• _Material provided_
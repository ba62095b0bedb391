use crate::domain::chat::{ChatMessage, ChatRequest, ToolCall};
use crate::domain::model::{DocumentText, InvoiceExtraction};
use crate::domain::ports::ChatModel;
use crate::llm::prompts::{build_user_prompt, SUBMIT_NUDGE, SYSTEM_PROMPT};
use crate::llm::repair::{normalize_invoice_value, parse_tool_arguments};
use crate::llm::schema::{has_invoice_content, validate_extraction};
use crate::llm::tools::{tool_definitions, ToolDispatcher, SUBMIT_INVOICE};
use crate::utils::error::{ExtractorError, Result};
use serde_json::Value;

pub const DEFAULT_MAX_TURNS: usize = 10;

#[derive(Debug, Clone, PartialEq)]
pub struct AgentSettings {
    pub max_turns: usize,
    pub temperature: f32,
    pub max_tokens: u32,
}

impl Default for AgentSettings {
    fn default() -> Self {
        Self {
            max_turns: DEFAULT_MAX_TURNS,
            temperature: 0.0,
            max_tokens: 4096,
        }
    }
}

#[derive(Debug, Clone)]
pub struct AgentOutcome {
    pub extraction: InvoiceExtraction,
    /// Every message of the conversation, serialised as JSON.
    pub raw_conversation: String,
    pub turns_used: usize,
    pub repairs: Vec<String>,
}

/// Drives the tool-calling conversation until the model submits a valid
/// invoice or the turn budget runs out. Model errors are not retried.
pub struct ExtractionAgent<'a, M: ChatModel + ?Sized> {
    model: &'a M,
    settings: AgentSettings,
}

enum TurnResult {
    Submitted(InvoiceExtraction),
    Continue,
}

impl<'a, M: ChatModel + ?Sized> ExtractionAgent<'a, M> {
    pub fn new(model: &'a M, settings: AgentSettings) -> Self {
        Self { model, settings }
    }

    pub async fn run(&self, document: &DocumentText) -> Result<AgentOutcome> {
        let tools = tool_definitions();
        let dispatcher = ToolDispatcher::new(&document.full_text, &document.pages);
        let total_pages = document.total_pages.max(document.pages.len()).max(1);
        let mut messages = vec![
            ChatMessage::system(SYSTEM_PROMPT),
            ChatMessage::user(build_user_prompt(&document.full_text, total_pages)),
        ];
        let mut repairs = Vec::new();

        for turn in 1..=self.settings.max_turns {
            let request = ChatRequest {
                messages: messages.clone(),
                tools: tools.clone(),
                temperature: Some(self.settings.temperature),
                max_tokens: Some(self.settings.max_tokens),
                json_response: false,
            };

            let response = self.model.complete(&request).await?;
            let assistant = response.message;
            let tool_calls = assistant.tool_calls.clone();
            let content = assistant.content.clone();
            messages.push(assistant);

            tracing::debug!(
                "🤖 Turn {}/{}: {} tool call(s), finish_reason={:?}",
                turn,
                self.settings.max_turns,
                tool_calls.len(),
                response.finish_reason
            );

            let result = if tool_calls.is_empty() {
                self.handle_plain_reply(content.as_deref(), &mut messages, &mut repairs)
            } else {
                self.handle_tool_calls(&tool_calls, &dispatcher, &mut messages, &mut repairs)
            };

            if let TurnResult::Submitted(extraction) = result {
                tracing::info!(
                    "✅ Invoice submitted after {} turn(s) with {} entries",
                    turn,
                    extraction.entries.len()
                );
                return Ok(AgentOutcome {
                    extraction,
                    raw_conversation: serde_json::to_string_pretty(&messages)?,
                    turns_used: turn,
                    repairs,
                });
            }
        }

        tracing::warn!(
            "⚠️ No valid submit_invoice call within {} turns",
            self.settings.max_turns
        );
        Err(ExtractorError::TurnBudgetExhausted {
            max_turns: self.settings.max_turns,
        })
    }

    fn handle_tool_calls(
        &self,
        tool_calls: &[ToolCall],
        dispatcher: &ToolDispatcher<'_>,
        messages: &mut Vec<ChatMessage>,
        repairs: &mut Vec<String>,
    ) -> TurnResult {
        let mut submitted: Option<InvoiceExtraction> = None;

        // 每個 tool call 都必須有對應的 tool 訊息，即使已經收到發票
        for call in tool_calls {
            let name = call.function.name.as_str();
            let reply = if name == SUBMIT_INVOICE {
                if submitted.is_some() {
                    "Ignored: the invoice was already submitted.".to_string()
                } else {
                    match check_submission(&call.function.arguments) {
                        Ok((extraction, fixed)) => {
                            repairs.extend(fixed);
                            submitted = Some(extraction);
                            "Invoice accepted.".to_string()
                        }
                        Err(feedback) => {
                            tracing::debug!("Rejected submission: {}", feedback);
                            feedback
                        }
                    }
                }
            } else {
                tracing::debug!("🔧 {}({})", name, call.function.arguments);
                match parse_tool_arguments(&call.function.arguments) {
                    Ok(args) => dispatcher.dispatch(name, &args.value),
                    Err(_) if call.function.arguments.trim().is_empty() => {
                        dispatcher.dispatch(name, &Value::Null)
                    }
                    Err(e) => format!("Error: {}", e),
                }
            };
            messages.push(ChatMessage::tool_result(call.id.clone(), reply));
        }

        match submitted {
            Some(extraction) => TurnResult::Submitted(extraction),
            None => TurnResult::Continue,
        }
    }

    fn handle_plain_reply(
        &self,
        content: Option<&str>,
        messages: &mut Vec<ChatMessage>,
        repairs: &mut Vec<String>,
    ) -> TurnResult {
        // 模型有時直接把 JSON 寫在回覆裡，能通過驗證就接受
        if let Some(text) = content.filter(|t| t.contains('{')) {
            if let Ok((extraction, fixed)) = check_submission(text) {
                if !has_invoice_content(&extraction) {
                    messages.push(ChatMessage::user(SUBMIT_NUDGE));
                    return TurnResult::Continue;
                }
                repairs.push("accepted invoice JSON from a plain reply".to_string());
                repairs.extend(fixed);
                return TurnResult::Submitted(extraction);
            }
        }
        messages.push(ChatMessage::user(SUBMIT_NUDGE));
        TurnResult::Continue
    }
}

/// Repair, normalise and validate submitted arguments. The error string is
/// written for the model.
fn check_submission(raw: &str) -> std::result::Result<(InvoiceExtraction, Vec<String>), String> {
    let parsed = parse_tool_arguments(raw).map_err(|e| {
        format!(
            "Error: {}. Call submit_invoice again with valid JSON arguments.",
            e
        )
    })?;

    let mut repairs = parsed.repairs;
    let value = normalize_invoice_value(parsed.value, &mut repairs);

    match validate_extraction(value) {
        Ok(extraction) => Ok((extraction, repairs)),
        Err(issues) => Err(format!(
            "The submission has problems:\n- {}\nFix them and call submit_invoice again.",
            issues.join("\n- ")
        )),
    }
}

• _What is required_
The task requires an exact transcription of all the data.

• _Output below_
repository ba62095b0bedb391
use crate::domain::chat::{ChatMessage, ChatRequest, ToolCall};
use crate::domain::model::{DocumentText, InvoiceExtraction};
use crate::domain::ports::ChatModel;
use crate::llm::prompts::{build_user_prompt, SUBMIT_NUDGE, SYSTEM_PROMPT};
use crate::llm::repair::{normalize_invoice_value, parse_tool_arguments};
use crate::llm::schema::{has_invoice_content, validate_extraction};
use crate::llm::tools::{tool_definitions, ToolDispatcher, SUBMIT_INVOICE};
use crate::utils::error::{ExtractorError, Result};
use serde_json::Value;

pub const DEFAULT_MAX_TURNS: usize = 10;

#[derive(Debug, Clone, PartialEq)]
pub struct AgentSettings {
    pub max_turns: usize,
    pub temperature: f32,
    pub max_tokens: u32,
}

impl Default for AgentSettings {
    fn default() -> Self {
        Self {
            max_turns: DEFAULT_MAX_TURNS,
            temperature: 0.0,
            max_tokens: 4096,
        }
    }
}

#[derive(Debug, Clone)]
pub struct AgentOutcome {
    pub extraction: InvoiceExtraction,
    /// Every message of the conversation, serialised as JSON.
    pub raw_conversation: String,
    pub turns_used: usize,
    pub repairs: Vec<String>,
}

/// Drives the tool-calling conversation until the model submits a valid
/// invoice or the turn budget runs out. Model errors are not retried.
pub struct ExtractionAgent<'a, M: ChatModel + ?Sized> {
    model: &'a M,
    settings: AgentSettings,
}

enum TurnResult {
    Submitted(InvoiceExtraction),
    Continue,
}

impl<'a, M: ChatModel + ?Sized> ExtractionAgent<'a, M> {
    pub fn new(model: &'a M, settings: AgentSettings) -> Self {
        Self { model, settings }
    }

    pub async fn run(&self, document: &DocumentText) -> Result<AgentOutcome> {
        let tools = tool_definitions();
        let dispatcher = ToolDispatcher::new(&document.full_text, &document.pages);
        let total_pages = document.total_pages.max(document.pages.len()).max(1);
        let mut messages = vec![
            ChatMessage::system(SYSTEM_PROMPT),
            ChatMessage::user(build_user_prompt(&document.full_text, total_pages)),
        ];
        let mut repairs = Vec::new();

        for turn in 1..=self.settings.max_turns {
            let request = ChatRequest {
                messages: messages.clone(),
                tools: tools.clone(),
                temperature: Some(self.settings.temperature),
                max_tokens: Some(self.settings.max_tokens),
                json_response: false,
            };

            let response = self.model.complete(&request).await?;
            let assistant = response.message;
            let tool_calls = assistant.tool_calls.clone();
            let content = assistant.content.clone();
            messages.push(assistant);

            tracing::debug!(
                "🤖 Turn {}/{}: {} tool call(s), finish_reason={:?}",
                turn,
                self.settings.max_turns,
                tool_calls.len(),
                response.finish_reason
            );

            let result = if tool_calls.is_empty() {
                self.handle_plain_reply(content.as_deref(), &mut messages, &mut repairs)
            } else {
                self.handle_tool_calls(&tool_calls, &dispatcher, &mut messages, &mut repairs)
            };

            if let TurnResult::Submitted(extraction) = result {
                tracing::info!(
                    "✅ Invoice submitted after {} turn(s) with {} entries",
                    turn,
                    extraction.entries.len()
                );
                return Ok(AgentOutcome {
                    extraction,
                    raw_conversation: serde_json::to_string_pretty(&messages)?,
                    turns_used: turn,
                    repairs,
                });
            }
        }

        tracing::warn!(
            "⚠️ No valid submit_invoice call within {} turns",
            self.settings.max_turns
        );
        Err(ExtractorError::TurnBudgetExhausted {
            max_turns: self.settings.max_turns,
        })
    }

    fn handle_tool_calls(
        &self,
        tool_calls: &[ToolCall],
        dispatcher: &ToolDispatcher<'_>,
        messages: &mut Vec<ChatMessage>,
        repairs: &mut Vec<String>,
    ) -> TurnResult {
        let mut submitted: Option<InvoiceExtraction> = None;

        // 每個 tool call 都必須有對應的 tool 訊息，即使已經收到發票
        for call in tool_calls {
            let name = call.function.name.as_str();
            let reply = if name == SUBMIT_INVOICE {
                if submitted.is_some() {
                    "Ignored: the invoice was already submitted.".to_string()
                } else {
                    match check_submission(&call.function.arguments) {
                        Ok((extraction, fixed)) => {
                            repairs.extend(fixed);
                            submitted = Some(extraction);
                            "Invoice accepted.".to_string()
                        }
                        Err(feedback) => {
                            tracing::debug!("Rejected submission: {}", feedback);
                            feedback
                        }
                    }
                }
            } else {
                tracing::debug!("🔧 {}({})", name, call.function.arguments);
                match parse_tool_arguments(&call.function.arguments) {
                    Ok(args) => dispatcher.dispatch(name, &args.value),
                    Err(_) if call.function.arguments.trim().is_empty() => {
                        dispatcher.dispatch(name, &Value::Null)
                    }
                    Err(e) => format!("Error: {}", e),
                }
            };
            messages.push(ChatMessage::tool_result(call.id.clone(), reply));
        }

        match submitted {
            Some(extraction) => TurnResult::Submitted(extraction),
            None => TurnResult::Continue,
        }
    }

    fn handle_plain_reply(
        &self,
        content: Option<&str>,
        messages: &mut Vec<ChatMessage>,
        repairs: &mut Vec<String>,
    ) -> TurnResult {
        // 模型有時直接把 JSON 寫在回覆裡，能通過驗證就接受
        if let Some(text) = content.filter(|t| t.contains('{')) {
            if let Ok((extraction, fixed)) = check_submission(text) {
                if !has_invoice_content(&extraction) {
                    messages.push(ChatMessage::user(SUBMIT_NUDGE));
                    return TurnResult::Continue;
                }
                repairs.push("accepted invoice JSON from a plain reply".to_string());
                repairs.extend(fixed);
                return TurnResult::Submitted(extraction);
            }
        }
        messages.push(ChatMessage::user(SUBMIT_NUDGE));
        TurnResult::Continue
    }
}

/// Repair, normalise and validate submitted arguments. The error string is
/// written for the model.
fn check_submission(raw: &str) -> std::result::Result<(InvoiceExtraction, Vec<String>), String> {
    let parsed = parse_tool_arguments(raw).map_err(|e| {
        format!(
            "Error: {}. Call submit_invoice again with valid JSON arguments.",
            e
        )
    })?;

    let mut repairs = parsed.repairs;
    let value = normalize_invoice_value(parsed.value, &mut repairs);

    match validate_extraction(value) {
        Ok(extraction) => Ok((extraction, repairs)),
        Err(issues) => Err(format!(
            "The submission has problems:\n- {}\nFix them and call submit_invoice again.",
            issues.join("\n- ")
        )),
    }
}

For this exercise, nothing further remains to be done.